» **Work task**
Your answer should consist only of the lines from the line containing "run.log_warn(w);" through the last line below, each repeated exactly.

» **Material provided**
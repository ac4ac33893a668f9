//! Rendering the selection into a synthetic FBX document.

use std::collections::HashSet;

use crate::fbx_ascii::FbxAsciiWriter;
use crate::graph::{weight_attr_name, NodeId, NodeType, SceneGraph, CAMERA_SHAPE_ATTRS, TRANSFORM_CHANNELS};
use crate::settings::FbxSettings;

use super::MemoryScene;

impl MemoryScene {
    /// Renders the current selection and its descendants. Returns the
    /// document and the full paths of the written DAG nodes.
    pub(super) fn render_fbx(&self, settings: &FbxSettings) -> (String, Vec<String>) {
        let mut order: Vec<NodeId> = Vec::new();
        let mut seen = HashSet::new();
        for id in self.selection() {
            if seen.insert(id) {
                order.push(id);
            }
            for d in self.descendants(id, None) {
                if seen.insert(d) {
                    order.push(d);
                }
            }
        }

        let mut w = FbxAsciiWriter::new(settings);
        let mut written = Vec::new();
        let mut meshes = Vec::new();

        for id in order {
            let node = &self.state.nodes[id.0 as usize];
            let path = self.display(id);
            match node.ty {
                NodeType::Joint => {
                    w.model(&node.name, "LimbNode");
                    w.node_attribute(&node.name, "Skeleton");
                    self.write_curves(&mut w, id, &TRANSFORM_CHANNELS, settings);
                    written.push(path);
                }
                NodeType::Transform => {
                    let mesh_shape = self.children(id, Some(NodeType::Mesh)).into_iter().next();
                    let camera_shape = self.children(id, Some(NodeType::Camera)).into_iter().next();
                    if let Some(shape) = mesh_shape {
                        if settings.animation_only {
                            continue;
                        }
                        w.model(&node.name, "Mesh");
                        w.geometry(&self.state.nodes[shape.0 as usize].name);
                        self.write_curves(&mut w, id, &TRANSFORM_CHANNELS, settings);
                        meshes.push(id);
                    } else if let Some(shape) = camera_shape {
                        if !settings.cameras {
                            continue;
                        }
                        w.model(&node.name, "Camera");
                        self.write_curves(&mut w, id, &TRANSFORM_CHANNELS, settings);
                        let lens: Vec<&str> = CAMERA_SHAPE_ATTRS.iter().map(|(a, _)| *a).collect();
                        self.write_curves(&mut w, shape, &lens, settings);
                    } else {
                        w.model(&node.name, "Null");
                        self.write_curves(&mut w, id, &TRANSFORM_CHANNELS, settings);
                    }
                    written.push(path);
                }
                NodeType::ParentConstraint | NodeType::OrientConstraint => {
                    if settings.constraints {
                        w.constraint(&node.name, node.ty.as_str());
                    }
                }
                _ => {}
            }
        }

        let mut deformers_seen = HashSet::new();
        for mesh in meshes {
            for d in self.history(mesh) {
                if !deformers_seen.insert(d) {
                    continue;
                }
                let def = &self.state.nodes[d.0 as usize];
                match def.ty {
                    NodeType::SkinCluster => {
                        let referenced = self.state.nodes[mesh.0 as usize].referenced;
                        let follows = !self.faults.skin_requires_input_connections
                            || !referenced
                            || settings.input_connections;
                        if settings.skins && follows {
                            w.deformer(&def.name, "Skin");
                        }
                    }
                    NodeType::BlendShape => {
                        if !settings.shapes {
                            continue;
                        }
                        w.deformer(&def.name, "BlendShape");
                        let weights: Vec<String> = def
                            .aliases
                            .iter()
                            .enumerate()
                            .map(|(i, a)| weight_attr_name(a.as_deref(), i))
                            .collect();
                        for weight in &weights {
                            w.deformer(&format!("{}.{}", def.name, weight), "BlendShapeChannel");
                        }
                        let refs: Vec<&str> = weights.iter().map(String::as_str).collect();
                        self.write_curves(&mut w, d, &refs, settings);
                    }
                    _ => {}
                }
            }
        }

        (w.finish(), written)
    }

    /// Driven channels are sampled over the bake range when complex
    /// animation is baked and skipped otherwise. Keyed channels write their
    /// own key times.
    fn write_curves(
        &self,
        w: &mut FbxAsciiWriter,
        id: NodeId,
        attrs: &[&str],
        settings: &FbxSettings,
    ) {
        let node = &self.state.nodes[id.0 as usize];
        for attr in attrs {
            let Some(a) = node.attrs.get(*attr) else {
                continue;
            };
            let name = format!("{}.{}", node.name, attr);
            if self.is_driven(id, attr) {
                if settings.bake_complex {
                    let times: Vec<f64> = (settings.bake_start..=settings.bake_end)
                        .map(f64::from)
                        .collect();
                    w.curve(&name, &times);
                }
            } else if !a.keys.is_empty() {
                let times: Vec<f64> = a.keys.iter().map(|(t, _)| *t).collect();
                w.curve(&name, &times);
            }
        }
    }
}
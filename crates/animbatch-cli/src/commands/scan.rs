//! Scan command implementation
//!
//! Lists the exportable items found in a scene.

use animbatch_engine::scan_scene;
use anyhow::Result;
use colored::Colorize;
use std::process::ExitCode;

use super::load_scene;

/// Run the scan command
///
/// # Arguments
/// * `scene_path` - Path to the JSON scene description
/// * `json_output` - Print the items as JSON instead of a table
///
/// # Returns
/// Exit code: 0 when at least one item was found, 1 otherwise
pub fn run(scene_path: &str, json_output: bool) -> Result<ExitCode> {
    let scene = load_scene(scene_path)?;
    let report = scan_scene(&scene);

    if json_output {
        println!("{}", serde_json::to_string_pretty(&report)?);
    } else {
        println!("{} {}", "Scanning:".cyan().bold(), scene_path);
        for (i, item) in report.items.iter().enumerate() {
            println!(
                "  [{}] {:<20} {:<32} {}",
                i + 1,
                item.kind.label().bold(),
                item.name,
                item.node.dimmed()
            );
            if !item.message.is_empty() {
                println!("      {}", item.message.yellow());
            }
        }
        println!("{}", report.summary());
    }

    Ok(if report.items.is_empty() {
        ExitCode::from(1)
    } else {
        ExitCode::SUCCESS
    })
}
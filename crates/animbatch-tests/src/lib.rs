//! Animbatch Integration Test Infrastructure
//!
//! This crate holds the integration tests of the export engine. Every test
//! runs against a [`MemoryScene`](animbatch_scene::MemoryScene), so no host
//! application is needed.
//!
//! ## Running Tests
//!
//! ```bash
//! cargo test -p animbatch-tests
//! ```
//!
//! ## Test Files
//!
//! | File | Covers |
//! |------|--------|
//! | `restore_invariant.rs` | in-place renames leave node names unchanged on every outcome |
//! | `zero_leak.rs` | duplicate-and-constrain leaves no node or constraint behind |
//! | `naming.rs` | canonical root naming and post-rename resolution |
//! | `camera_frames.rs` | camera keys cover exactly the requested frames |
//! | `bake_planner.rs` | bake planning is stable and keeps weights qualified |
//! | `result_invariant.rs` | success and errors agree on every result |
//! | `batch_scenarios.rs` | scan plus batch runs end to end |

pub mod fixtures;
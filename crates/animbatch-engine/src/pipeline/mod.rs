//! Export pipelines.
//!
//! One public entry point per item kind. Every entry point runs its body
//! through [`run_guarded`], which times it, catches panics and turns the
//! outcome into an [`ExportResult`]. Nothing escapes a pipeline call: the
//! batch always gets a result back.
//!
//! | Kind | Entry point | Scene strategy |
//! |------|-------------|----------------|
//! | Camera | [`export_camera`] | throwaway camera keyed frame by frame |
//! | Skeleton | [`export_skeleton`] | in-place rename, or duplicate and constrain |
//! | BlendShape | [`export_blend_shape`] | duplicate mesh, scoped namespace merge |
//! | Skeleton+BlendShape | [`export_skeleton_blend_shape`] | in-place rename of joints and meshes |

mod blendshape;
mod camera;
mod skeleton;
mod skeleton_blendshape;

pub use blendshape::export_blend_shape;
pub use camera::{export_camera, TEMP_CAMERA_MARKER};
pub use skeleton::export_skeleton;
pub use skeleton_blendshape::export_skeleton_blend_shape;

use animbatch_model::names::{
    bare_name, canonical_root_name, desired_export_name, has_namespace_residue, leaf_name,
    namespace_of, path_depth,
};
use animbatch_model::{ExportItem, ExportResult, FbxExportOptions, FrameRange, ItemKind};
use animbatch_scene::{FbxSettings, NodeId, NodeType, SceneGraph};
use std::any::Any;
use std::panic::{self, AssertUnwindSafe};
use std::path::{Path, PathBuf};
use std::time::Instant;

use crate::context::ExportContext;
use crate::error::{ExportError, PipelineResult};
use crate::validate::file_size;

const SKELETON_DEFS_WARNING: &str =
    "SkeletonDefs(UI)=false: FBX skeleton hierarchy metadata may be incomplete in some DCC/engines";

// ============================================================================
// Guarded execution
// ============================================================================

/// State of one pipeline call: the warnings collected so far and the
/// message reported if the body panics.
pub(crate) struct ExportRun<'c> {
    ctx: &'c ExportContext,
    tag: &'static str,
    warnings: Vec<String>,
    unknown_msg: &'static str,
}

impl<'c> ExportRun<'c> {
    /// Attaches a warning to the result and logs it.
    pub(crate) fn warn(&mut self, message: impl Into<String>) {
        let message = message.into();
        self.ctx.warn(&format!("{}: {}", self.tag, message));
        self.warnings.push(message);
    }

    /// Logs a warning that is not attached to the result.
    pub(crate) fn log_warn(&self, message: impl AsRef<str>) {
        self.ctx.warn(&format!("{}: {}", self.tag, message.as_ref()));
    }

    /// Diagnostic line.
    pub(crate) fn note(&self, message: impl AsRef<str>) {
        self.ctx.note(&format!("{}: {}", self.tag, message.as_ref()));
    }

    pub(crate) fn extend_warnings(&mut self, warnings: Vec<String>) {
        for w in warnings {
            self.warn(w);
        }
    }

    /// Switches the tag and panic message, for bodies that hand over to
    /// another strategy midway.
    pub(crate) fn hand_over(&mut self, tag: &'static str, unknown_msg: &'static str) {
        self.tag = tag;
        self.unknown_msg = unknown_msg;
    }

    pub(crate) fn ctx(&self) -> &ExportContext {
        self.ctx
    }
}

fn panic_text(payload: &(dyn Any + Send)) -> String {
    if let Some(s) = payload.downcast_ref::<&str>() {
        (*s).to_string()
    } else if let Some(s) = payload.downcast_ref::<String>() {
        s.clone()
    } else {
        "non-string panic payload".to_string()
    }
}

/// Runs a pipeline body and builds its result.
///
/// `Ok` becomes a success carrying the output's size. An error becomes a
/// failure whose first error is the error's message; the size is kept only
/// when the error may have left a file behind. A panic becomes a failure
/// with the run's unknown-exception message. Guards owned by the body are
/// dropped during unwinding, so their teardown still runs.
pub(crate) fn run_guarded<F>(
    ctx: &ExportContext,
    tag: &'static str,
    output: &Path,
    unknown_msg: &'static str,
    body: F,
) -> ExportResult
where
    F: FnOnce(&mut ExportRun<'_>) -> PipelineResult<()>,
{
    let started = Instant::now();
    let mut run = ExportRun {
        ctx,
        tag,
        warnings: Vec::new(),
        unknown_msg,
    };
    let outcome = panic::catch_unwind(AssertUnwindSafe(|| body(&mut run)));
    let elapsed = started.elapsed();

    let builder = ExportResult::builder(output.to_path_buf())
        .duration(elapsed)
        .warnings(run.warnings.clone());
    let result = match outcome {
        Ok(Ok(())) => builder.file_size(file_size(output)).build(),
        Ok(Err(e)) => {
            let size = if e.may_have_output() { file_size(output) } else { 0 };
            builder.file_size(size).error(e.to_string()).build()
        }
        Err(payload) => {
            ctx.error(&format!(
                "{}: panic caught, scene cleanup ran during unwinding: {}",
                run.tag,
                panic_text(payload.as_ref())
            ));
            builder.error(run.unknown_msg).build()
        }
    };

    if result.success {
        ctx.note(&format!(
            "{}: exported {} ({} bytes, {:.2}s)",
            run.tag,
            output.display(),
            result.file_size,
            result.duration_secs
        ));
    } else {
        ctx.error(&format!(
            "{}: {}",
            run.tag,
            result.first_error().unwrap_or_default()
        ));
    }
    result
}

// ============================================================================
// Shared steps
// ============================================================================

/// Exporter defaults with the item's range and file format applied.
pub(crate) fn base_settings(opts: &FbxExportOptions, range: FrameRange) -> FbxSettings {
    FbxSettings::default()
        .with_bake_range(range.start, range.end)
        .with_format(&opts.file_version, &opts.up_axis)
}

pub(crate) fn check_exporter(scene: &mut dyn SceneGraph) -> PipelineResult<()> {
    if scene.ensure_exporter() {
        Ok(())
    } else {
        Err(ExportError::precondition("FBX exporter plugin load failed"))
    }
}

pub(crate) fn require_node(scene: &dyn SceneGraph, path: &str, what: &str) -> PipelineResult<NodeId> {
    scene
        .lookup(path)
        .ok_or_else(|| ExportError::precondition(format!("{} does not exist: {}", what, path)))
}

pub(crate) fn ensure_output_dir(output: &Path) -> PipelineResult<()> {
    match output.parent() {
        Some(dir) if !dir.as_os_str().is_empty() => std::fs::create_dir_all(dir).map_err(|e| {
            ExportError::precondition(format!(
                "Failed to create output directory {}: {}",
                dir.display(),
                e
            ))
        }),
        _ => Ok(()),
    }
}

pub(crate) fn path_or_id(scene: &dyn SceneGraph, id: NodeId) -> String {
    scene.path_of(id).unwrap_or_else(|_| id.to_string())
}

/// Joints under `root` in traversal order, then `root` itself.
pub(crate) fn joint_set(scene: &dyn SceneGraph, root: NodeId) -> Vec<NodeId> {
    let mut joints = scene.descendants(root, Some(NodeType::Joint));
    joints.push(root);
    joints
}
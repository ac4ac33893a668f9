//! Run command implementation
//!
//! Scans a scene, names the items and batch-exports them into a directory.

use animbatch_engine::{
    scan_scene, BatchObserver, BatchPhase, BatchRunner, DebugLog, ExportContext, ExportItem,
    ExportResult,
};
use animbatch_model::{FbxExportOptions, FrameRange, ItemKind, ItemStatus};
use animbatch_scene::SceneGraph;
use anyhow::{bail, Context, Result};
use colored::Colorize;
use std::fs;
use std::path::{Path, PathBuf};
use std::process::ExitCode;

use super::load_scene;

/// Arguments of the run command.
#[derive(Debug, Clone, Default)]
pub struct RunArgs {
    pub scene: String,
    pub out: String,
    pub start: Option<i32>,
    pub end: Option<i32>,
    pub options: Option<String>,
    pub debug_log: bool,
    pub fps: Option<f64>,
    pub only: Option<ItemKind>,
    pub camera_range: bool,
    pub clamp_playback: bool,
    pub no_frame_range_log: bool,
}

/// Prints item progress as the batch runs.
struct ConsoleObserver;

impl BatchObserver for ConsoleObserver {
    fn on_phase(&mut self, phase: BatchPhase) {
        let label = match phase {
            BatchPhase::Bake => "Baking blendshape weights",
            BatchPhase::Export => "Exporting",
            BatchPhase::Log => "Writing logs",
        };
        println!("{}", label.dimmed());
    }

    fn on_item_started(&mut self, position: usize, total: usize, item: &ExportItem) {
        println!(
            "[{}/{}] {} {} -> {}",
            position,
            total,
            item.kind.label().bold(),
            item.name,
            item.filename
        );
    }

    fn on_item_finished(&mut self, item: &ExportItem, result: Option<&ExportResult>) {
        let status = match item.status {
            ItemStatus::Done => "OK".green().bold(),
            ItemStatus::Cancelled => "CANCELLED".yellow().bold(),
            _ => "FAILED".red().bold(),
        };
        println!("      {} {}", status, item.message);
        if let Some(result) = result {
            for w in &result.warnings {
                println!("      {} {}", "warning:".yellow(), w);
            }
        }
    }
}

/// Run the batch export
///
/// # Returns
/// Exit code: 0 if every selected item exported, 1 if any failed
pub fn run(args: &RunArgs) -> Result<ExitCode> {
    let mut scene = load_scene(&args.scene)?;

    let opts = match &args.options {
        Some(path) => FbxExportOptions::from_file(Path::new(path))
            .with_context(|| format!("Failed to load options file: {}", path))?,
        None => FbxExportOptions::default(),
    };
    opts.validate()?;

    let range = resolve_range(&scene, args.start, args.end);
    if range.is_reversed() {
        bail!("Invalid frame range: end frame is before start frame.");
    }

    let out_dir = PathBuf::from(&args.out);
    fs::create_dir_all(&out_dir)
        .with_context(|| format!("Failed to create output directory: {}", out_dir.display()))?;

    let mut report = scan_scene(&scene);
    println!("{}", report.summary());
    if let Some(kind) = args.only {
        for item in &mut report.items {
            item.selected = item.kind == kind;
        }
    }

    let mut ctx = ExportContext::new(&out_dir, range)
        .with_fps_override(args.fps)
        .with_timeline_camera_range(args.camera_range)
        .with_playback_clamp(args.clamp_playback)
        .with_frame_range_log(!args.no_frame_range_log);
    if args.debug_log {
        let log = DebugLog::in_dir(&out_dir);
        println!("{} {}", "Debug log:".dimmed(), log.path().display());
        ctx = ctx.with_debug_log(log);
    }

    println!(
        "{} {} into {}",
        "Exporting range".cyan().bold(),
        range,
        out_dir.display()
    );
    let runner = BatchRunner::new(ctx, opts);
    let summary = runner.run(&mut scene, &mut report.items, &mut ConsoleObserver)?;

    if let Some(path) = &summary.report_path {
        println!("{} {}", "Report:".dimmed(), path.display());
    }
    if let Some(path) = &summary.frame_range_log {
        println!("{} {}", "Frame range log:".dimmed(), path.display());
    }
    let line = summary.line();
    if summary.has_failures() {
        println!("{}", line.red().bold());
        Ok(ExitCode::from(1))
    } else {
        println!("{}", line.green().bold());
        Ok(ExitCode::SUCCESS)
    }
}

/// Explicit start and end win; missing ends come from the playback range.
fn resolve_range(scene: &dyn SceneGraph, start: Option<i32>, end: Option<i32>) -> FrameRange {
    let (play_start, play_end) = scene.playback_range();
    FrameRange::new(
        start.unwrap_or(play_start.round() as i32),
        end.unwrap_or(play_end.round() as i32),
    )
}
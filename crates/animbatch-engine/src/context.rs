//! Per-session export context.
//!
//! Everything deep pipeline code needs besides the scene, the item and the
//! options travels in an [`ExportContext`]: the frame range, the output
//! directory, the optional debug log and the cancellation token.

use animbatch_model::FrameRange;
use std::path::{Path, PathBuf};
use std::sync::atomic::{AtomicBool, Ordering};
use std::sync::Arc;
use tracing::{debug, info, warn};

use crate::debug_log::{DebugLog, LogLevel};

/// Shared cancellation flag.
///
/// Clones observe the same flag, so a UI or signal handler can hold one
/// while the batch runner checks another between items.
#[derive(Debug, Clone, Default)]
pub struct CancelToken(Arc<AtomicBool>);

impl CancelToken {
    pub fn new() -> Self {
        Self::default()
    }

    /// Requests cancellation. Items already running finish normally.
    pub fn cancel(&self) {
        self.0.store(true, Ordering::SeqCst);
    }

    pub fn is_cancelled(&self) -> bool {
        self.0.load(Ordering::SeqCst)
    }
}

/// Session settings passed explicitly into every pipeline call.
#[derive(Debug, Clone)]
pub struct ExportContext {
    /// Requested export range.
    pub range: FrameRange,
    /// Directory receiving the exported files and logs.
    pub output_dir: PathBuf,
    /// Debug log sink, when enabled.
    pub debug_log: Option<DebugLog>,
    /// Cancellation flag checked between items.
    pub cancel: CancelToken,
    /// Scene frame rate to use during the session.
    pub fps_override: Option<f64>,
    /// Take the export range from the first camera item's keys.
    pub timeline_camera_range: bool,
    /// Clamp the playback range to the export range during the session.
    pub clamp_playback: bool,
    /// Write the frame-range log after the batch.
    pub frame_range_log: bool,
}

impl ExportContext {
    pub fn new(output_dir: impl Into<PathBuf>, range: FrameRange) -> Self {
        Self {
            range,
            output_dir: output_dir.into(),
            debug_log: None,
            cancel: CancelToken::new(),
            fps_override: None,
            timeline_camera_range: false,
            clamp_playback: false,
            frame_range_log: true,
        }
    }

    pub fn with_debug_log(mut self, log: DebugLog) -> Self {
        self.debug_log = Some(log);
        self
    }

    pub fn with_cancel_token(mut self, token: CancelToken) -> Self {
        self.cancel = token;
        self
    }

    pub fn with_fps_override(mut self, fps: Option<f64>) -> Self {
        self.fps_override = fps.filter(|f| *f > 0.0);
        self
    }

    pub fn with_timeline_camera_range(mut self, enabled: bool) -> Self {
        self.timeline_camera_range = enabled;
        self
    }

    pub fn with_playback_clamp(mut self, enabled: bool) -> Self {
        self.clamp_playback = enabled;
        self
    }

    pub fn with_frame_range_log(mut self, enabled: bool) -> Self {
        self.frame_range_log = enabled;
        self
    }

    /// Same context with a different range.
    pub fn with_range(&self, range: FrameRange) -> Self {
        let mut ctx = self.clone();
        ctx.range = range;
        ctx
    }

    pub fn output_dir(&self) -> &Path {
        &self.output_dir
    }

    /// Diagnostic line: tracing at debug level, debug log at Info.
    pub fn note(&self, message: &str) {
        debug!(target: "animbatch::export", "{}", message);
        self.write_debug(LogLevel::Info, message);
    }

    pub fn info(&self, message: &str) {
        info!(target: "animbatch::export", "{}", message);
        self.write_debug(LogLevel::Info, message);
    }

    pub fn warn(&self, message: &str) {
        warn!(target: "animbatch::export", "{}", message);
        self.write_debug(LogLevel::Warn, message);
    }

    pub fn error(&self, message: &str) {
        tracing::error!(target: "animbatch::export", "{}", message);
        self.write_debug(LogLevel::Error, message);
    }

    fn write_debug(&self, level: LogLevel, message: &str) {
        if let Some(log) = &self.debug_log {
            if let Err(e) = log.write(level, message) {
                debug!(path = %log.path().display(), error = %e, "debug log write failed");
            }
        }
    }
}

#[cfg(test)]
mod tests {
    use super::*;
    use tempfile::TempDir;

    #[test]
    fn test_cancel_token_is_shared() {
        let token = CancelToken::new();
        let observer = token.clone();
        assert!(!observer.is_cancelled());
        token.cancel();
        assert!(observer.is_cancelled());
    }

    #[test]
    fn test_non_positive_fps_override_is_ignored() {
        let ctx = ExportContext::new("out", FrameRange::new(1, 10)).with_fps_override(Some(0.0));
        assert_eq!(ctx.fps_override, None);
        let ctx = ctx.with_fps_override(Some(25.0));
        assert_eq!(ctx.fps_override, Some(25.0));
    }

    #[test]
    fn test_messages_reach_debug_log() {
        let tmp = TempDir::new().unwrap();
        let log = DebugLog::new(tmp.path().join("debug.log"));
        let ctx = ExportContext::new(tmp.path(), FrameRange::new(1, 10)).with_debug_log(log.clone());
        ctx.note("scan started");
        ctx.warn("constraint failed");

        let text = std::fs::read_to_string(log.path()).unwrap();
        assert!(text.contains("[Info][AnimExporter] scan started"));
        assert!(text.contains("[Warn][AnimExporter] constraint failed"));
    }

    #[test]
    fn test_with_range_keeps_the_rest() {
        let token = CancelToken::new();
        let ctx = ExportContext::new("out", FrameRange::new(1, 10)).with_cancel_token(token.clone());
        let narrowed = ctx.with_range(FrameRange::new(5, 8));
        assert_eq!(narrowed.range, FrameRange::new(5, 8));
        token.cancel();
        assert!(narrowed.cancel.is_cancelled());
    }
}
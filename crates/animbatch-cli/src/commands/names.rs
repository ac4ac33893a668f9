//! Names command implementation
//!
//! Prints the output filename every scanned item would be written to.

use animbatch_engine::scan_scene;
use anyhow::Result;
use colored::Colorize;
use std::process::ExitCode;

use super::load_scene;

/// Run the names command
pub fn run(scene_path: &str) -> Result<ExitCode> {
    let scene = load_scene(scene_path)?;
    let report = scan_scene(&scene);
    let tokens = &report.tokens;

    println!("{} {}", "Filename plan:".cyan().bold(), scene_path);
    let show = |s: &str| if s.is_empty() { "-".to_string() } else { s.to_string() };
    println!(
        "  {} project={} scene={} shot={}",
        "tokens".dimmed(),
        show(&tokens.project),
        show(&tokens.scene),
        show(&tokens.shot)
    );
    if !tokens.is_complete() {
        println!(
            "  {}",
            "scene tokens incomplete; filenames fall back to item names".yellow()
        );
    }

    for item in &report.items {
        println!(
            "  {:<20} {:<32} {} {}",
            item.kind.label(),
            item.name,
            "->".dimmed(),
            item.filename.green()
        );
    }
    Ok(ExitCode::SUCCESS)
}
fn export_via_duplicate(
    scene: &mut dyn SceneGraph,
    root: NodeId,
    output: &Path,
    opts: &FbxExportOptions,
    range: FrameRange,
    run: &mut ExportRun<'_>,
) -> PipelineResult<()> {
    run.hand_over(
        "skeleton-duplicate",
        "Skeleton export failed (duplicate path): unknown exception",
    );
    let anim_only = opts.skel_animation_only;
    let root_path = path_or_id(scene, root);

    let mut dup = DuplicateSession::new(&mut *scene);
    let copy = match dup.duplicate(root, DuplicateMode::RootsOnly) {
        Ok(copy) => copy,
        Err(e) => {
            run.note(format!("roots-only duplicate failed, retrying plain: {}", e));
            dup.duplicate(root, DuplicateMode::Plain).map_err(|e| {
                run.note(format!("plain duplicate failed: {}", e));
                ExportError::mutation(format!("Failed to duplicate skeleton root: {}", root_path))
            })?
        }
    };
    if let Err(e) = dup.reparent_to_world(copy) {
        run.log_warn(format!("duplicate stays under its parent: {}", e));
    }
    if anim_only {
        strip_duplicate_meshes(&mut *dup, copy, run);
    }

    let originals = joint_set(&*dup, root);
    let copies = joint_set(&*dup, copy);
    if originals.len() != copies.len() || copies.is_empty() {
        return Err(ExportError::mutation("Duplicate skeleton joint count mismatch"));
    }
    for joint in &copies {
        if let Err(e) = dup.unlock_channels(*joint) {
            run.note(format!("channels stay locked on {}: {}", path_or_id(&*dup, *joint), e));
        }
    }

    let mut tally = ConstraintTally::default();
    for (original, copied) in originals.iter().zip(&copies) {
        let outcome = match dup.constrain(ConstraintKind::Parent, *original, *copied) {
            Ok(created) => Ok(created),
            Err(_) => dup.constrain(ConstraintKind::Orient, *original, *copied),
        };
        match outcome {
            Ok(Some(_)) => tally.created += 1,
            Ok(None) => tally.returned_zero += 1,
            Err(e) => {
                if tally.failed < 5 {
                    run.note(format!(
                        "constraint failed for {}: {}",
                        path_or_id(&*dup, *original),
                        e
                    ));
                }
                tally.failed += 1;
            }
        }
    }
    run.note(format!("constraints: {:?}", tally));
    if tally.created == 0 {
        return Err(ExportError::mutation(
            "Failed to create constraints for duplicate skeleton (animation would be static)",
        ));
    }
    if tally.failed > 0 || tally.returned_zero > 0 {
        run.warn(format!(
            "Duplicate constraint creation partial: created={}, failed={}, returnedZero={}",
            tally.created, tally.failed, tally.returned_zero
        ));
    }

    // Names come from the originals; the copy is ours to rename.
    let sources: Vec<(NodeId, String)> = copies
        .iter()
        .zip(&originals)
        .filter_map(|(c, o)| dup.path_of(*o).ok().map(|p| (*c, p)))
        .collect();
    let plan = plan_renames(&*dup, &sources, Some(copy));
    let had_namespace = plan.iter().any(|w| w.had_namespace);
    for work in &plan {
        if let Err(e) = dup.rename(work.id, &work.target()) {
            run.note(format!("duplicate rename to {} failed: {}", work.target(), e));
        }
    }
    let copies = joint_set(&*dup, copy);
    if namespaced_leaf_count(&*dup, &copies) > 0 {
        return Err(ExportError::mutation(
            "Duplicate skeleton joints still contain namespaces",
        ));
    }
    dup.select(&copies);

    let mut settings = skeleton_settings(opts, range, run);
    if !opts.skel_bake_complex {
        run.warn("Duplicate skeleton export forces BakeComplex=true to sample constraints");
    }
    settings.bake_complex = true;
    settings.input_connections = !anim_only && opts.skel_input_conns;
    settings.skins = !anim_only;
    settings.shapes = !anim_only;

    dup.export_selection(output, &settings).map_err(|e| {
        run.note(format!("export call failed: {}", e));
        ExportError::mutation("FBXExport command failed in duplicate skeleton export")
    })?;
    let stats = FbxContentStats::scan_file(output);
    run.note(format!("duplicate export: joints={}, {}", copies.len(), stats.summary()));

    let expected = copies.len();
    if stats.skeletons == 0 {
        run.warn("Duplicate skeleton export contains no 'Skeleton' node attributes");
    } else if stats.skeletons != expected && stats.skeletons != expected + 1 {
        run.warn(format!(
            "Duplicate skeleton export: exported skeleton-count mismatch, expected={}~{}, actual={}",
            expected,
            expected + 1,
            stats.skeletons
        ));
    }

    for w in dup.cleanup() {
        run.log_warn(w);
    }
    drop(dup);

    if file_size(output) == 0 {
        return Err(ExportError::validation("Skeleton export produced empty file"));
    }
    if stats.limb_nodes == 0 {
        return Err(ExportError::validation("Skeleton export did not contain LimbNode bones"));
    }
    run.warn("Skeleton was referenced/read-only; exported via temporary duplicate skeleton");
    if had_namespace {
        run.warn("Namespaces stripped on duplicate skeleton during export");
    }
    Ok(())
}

» **Written solution**
        run.log_warn(w);
    }
    drop(dup);

    if file_size(output) == 0 {
        return Err(ExportError::validation("Skeleton export produced empty file"));
    }
    if stats.limb_nodes == 0 {
        return Err(ExportError::validation("Skeleton export did not contain LimbNode bones"));
    }
    run.warn("Skeleton was referenced/read-only; exported via temporary duplicate skeleton");
    if had_namespace {
        run.warn("Namespaces stripped on duplicate skeleton during export");
    }
    Ok(())
}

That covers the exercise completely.